Em uma longa tradição, desde que os utilitaristas no século 19 formularam o princípio moral e político da “máxima felicidade para o maior número de pessoas”, muitos argumentam que o sucesso dos governos se mede pelo bem-estar de seus cidadãos. Mas, como constatou Aristóteles, se todo mundo deseja a felicidade, quase ninguém concorda sobre o que ela é. O que faz uma vida feliz: o prazer, a riqueza, a honra ou alguma outra coisa? Há dez anos a Rede de Soluções para o Desenvolvimento Sustentável engaja cientistas e lideranças da sociedade civil para buscar respostas baseadas em evidências. A cada triênio, ela publica um Relatório da Felicidade Global ranqueando países com base em dados do Gallup mundial. O indicador-chave é subjetivo: “De 0 a 10, quão satisfeito você está com a sua vida?”. Mas daí surge a questão sobre quais hábitos, instituições e condições materiais produzem sociedades com níveis maiores de bem-estar.
Há uma forte correlação entre a felicidade e seis fatores: expectativa de vida e saúde física e mental; renda e emprego; apoio social (de familiares, amigos e colegas); liberdade pessoal; virtudes; e integridade e eficácia dos governos. “Os resultados são claros. O ethos de um país importa – as pessoas são confiáveis, generosas e mutuamente cooperativas? As instituições importam – as pessoas são livres para tomar decisões vitais importantes? E as condições materiais importam – tanto a renda quanto a saúde.”
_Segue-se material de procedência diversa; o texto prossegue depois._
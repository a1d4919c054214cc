//! Report columns.

use inflector::Inflector;
use once_cell::sync::OnceCell;

use super::field::{FieldRef, FieldSpec};
use super::format::{FormatOptions, FormatParams};
use super::kind::ColumnKind;
use super::value::Value;
use super::{ModelError, ModelResult};
use crate::relation::Relation;

/// A named report field backed by one or more field references.
#[derive(Debug, Clone)]
pub struct Column {
    name: String,
    kind: ColumnKind,
    fields: Vec<FieldRef>,
    label: Option<String>,
    options: FormatOptions,
    params: OnceCell<FormatParams>,
}

impl Column {
    pub fn new(name: &str, kind: ColumnKind, fields: Vec<FieldRef>) -> Self {
        Self {
            name: name.into(),
            kind,
            fields,
            label: None,
            options: FormatOptions::default(),
            params: OnceCell::new(),
        }
    }

    /// Resolve field specs into references.
    ///
    /// `singular` decides per relation whether it matches at most one row.
    /// Aggregated fields are aliased `<name>_<n>`, counting aggregates from 1.
    pub fn resolve<E>(
        name: &str,
        kind: ColumnKind,
        specs: Vec<FieldSpec>,
        mut singular: impl FnMut(&Relation) -> Result<bool, E>,
    ) -> Result<Self, E> {
        let mut aggregates = 0;
        let mut fields = Vec::with_capacity(specs.len());
        for spec in specs {
            let is_singular = singular(&spec.relation)?;
            let is_aggregate = spec.aggregate.is_some();
            let mut field = FieldRef::new(spec, is_singular);
            if is_aggregate {
                aggregates += 1;
                field = field.with_alias(&format!("{name}_{aggregates}"));
            }
            fields.push(field);
        }
        Ok(Self::new(name, kind, fields))
    }

    pub fn with_label(mut self, label: &str) -> Self {
        self.label = Some(label.into());
        self
    }

    pub fn with_options(mut self, options: FormatOptions) -> Self {
        self.options = options;
        self.params = OnceCell::new();
        self
    }

    pub fn name(&self) -> &str {
        &self.name
    }

    pub fn kind(&self) -> ColumnKind {
        self.kind
    }

    pub fn fields(&self) -> &[FieldRef] {
        &self.fields
    }

    pub fn label(&self) -> Option<&str> {
        self.label.as_deref()
    }

    pub fn options(&self) -> &FormatOptions {
        &self.options
    }

    /// Label, or the sentence-cased name.
    pub fn human_name(&self) -> String {
        match &self.label {
            Some(label) => label.clone(),
            None => self.name.replace('/', " ").to_sentence_case(),
        }
    }

    /// Cast raw cells, one per field, into this column's value.
    pub fn value(&self, raw: &[Value]) -> Value {
        self.kind.cast(raw)
    }

    /// Pick this column's cells out of a stitched row and cast them.
    ///
    /// Cells past the end of a short row read as NULL.
    pub fn value_for_row(&self, row: &[Value], projections: &[FieldRef]) -> ModelResult<Value> {
        let mut raw = Vec::with_capacity(self.fields.len());
        for field in &self.fields {
            let idx = projections
                .iter()
                .position(|p| p == field)
                .ok_or_else(|| ModelError::MissingProjection {
                    column: self.name.clone(),
                    field: field.field().to_string(),
                })?;
            raw.push(row.get(idx).cloned().unwrap_or(Value::Null));
        }
        Ok(self.value(&raw))
    }

    pub fn format(&self, value: &Value) -> String {
        let params = self.params.get_or_init(|| self.options.params());
        self.kind.format(value, params)
    }
}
Assim, em primeiro lugar, os governos devem minimizar a desgraça, seja garantindo condições básicas, como os direitos humanos, seja promovendo condições de desenvolvimento, como os Objetivos do Desenvolvimento Sustentável da ONU. Em segundo lugar, devem fomentar instituições, normas e valores aptos a maximizar a coesão cívica e política. A eficácia de um Estado depende, primeiro, da capacidade de garantir paz e segurança, sem repressão; depois, de suas capacidades fiscais (as condições do crescimento econômico), coletivas (entrega de serviços) e legais (aplicação da lei sem distinção). Ante clivagens de classes, culturas regionais, religiões e etnias, o Estado “deve encontrar modos de conduzir os cidadãos em conjunto a reconhecer interesses comuns e reconciliar prioridades conflitantes”.
A importância da coesão social ficou evidente no último triênio. Mesmo em meio a pesadas crises – a pandemia, a guerra, a inflação –, as percepções sobre o bem-estar permaneceram no mesmo patamar de 2017-19. Isso porque se as crises impõem custos, também expõem e mesmo despertam um senso de conexões compartilhadas. Os pesquisadores apontam exemplos de como a confiança e a cooperação social podem sustentar a felicidade em meio a crises: países que apelaram à coletividade para suprimir a transmissão comunitária tiveram índices mais baixos de mortes e mais altos de bem-estar; em 2020-21, no pico da pandemia, os gestos de altruísmo – doações, voluntariado, ajuda a estranhos – foram um quarto mais comuns do que antes; e em 2022, em amostragens de sete países representativos das seis regiões globais, os relatos de conexões sociais positivas foram duas vezes maiores que os de solidão.
Essas evidências expõem uma associação positiva entre felicidade e solidariedade: o altruísmo melhora o bem-estar subjetivo não só de seus beneficiários, mas dos próprios agentes e mesmo de observadores. Além disso, essa associação se revelou bidirecional: pessoas mais felizes também se empenharam em mais altruísmo.
As evidências parecem confirmar a teoria de Aristóteles de que a felicidade depende de uma composição entre bens externos e virtudes morais: se os primeiros são condição necessária, porém não suficiente, as segundas são essenciais. Segundo sua célebre definição, a eudaimonia (a vida “boa” ou “feliz”) é “a atividade da alma de acordo com a virtude”. Ou seja, uma pessoa ou sociedade se torna (subjetiva e emocionalmente) feliz quando logra ser (objetiva e moralmente) boa. Hoje, como sempre, a conquista da virtude continua a ser, individual e coletivamente, o grande passaporte para a felicidade.